* **EXERCISE GOAL**
Reading the records beneath this task, work out how many lines contain the word "InstallOrchestrator" and reply with only that number.

# # # # # # #

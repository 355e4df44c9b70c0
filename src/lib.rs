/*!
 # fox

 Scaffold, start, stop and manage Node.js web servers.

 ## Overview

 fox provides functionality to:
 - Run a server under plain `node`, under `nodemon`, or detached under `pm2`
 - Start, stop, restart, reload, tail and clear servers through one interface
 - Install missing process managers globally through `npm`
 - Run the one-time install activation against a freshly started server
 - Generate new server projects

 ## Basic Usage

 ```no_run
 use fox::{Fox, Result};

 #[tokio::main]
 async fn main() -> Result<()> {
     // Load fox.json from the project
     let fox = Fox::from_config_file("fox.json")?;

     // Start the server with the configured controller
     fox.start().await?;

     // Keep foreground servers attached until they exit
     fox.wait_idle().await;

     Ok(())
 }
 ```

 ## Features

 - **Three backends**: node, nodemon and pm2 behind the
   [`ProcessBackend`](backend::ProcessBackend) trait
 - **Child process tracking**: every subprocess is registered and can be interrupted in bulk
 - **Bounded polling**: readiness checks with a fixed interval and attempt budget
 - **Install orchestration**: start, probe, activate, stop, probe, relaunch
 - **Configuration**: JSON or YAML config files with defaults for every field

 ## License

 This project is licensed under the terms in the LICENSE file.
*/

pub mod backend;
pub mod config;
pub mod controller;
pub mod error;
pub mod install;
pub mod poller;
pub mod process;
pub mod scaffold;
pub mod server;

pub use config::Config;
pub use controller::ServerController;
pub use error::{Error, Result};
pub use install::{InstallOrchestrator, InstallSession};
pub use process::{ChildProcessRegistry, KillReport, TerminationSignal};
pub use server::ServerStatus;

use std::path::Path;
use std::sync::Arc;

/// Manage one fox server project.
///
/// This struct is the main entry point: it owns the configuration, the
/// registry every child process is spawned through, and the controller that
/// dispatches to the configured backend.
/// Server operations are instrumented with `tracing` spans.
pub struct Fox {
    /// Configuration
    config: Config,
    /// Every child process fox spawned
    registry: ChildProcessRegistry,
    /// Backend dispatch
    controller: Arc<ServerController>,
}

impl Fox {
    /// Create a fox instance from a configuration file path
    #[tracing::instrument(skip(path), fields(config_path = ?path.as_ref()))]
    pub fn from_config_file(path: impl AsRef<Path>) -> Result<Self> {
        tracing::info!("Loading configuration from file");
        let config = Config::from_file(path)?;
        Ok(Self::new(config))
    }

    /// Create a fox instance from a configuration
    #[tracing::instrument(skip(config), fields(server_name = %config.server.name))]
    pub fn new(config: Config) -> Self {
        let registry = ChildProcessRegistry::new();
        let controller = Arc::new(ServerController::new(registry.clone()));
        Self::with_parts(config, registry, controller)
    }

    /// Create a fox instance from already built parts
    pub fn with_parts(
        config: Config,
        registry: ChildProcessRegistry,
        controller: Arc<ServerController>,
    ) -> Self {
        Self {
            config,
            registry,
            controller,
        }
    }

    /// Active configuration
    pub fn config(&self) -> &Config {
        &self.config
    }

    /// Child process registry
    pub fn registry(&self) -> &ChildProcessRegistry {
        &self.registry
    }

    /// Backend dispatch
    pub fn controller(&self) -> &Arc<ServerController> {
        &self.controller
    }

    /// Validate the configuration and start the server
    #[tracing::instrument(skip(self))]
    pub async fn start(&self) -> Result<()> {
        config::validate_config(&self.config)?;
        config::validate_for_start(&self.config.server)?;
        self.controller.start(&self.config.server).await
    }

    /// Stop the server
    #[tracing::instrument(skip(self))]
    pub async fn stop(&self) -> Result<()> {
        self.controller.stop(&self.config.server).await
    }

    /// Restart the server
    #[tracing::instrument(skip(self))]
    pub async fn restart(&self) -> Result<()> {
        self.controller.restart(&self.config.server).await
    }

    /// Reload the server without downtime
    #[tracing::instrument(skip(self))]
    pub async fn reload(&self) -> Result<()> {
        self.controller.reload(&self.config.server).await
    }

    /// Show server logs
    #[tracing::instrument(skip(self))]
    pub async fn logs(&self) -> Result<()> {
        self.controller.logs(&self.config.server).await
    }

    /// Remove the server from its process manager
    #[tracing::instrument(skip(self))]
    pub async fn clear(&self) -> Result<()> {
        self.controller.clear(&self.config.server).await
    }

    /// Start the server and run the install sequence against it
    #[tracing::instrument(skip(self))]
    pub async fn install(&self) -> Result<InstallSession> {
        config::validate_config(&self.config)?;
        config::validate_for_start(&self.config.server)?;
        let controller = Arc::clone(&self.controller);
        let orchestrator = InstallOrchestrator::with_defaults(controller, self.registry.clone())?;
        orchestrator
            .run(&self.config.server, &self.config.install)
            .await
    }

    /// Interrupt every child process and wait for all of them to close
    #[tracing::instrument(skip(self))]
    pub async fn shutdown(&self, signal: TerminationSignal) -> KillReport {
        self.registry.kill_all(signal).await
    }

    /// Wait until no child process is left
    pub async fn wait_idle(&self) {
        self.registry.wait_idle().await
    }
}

# # # # # # #

* **WRITTEN SOLUTION**
2